France and England players mixed together for pre-match photos and then stood around the centre circle as a minute's silence was observed in memory of those killed in Friday's terrorist attacks in Paris.
The tributes came after English supporters had joined in the French national anthem, singing along to words displayed on the big screens, while one end of the stadium held up cards to form the colours of the French flag.
England won the friendly 2-0, with Dele Alli and Wayne Rooney both on the scoresheet, but the real victors were the French players, who managed a determined performance just four days after the horrific events last week.
"It was an unbelievable show of support from our English friends," Kanner said.
"There were French colours all over Wembley, and it was unbelievable to hear the Marseillaise all round the stadium, sung by 90,000 people.
"Me, when I sung those words with Prince William and David Cameron, I was thinking about all of the young people massacred in our own country last week.
"But we have to say that life goes on, we keep our heads up and tonight we were able to find our pride again.
"We have shown we have the determination to put the cause of our society above all else."
Many England fans were seen wearing T-shirts with messages of support while Wembley's iconic arch was lit up in red, white and blue, with France's national motto 'Liberte, Egalite, Fraternite' displayed across the top of the entrance.
"We would like to thank everyone for their statements and their actions of solidarity," France manager Didier Deschamps said.
"We feel very grateful because not just the people at Wembley, but the whole nation has supported us.
"We have had this outpouring of communal grief and it has been good for us."
Deschamps admitted he and his players were particularly affected by a thunderous rendition of La Marseillaise before kick-off.
"We felt very, very strong emotions, powerful emotions," Deschamps added. "Everyone has their own way of displaying their emotions but it was certainly a moment where everyone came together.

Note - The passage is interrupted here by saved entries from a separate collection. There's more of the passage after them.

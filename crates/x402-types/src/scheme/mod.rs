//! Scheme builders and how the buyer picks between them.
//!
//! A scheme builder ([`client::X402SchemeClient`]) turns one accepts entry into a
//! signed payload for one chain family. The [`SchemeRegistry`] maps CAIP-2 chain IDs
//! to builders; several chains may share one builder instance. The [`selector`]
//! decides the order in which accepts entries are tried.

pub mod client;
pub mod selector;

use std::collections::HashMap;
use std::fmt::{Debug, Formatter};
use std::sync::Arc;

use crate::chain::ChainId;
use crate::proto::{PaymentKind, PaymentRequirements};
use crate::scheme::client::{X402Error, X402SchemeClient};

/// Identifies what a scheme builder produces.
pub trait X402SchemeId {
    /// CAIP-2 namespace the builder signs for, e.g. `eip155`.
    fn namespace(&self) -> &str;
    /// Scheme name, e.g. `exact`.
    fn scheme(&self) -> &str;
    fn id(&self) -> String {
        format!("{}:{}", self.namespace(), self.scheme())
    }
}

/// Maps chain IDs to the builder responsible for them.
#[derive(Default, Clone)]
pub struct SchemeRegistry(HashMap<ChainId, Arc<dyn X402SchemeClient>>);

impl Debug for SchemeRegistry {
    fn fmt(&self, f: &mut Formatter<'_>) -> std::fmt::Result {
        let entries: Vec<String> = self
            .0
            .iter()
            .map(|(chain_id, client)| format!("{chain_id} => {}", client.id()))
            .collect();
        f.debug_tuple("SchemeRegistry").field(&entries).finish()
    }
}

impl SchemeRegistry {
    pub fn new() -> Self {
        Self::default()
    }

    /// Registers `client` for `chain_id`, replacing any previous builder for it.
    pub fn register(&mut self, chain_id: ChainId, client: Arc<dyn X402SchemeClient>) {
        self.0.insert(chain_id, client);
    }

    pub fn and_register(mut self, chain_id: ChainId, client: Arc<dyn X402SchemeClient>) -> Self {
        self.register(chain_id, client);
        self
    }

    pub fn is_empty(&self) -> bool {
        self.0.is_empty()
    }

    pub fn len(&self) -> usize {
        self.0.len()
    }

    pub fn chain_ids(&self) -> impl Iterator<Item = &ChainId> {
        self.0.keys()
    }

    /// The builder for `chain_id`, regardless of scheme.
    pub fn get(&self, chain_id: &ChainId) -> Option<&Arc<dyn X402SchemeClient>> {
        self.0.get(chain_id)
    }

    /// The builder able to pay `requirements`.
    ///
    /// Fails with [`X402Error::UnsupportedNetwork`] when the network is unknown, the
    /// entry is [`PaymentKind::Unrecognized`], nothing is registered for the chain, or
    /// the registered builder speaks another scheme.
    pub fn resolve(
        &self,
        requirements: &PaymentRequirements,
    ) -> Result<&Arc<dyn X402SchemeClient>, X402Error> {
        let unsupported = || X402Error::UnsupportedNetwork {
            network: requirements.network.clone(),
            scheme: requirements.scheme.clone(),
        };
        if requirements.kind == PaymentKind::Unrecognized {
            return Err(unsupported());
        }
        let chain_id = requirements.chain_id.as_ref().ok_or_else(unsupported)?;
        let client = self.0.get(chain_id).ok_or_else(unsupported)?;
        if client.namespace() != chain_id.namespace || client.scheme() != requirements.scheme {
            #[cfg(feature = "telemetry")]
            tracing::warn!(
                chain_id = %chain_id,
                builder = %client.id(),
                scheme = %requirements.scheme,
                "Registered builder does not speak the requested scheme"
            );
            return Err(unsupported());
        }
        Ok(client)
    }
}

"It was heart-rending - you felt it deep down in your gut. It was a special, moving, grandiose moment."
While paying tribute to England, Deschamps singled out midfielder Lassana Diarra, who lost his cousin in the terrorist attacks.
Diarra insisted on remaining with the squad and was given a standing ovation when he came on for Yohan Cabaye in the 57th minute.

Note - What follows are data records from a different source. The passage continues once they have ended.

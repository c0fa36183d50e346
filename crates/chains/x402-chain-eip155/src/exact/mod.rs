//! The `exact` scheme on EVM chains: an ERC-3009 `transferWithAuthorization` for
//! exactly the requested amount, signed off-chain with EIP-712.

#[cfg(feature = "client")]
pub mod client;
pub mod types;

use x402_types::chain::ChainFamily;
use x402_types::proto::ExactScheme;
use x402_types::scheme::X402SchemeId;

pub use types::*;

/// Identifies the EVM `exact` scheme.
#[derive(Debug, Clone, Copy, Default)]
pub struct Eip155Exact;

impl X402SchemeId for Eip155Exact {
    fn namespace(&self) -> &str {
        ChainFamily::Eip155.namespace()
    }

    fn scheme(&self) -> &str {
        ExactScheme::VALUE
    }
}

"I spoke at some length with Lassana and he said all along he would be more than ready to come on and feature if I needed him," Deschamps said.
"I really respected his choice of how he handled himself and carried himself throughout this difficult period, and his presence has been important for us.
"For that reason alone I made the decision that for the last 20 minutes he was going to feature. Because of how he has been with us it was deserved."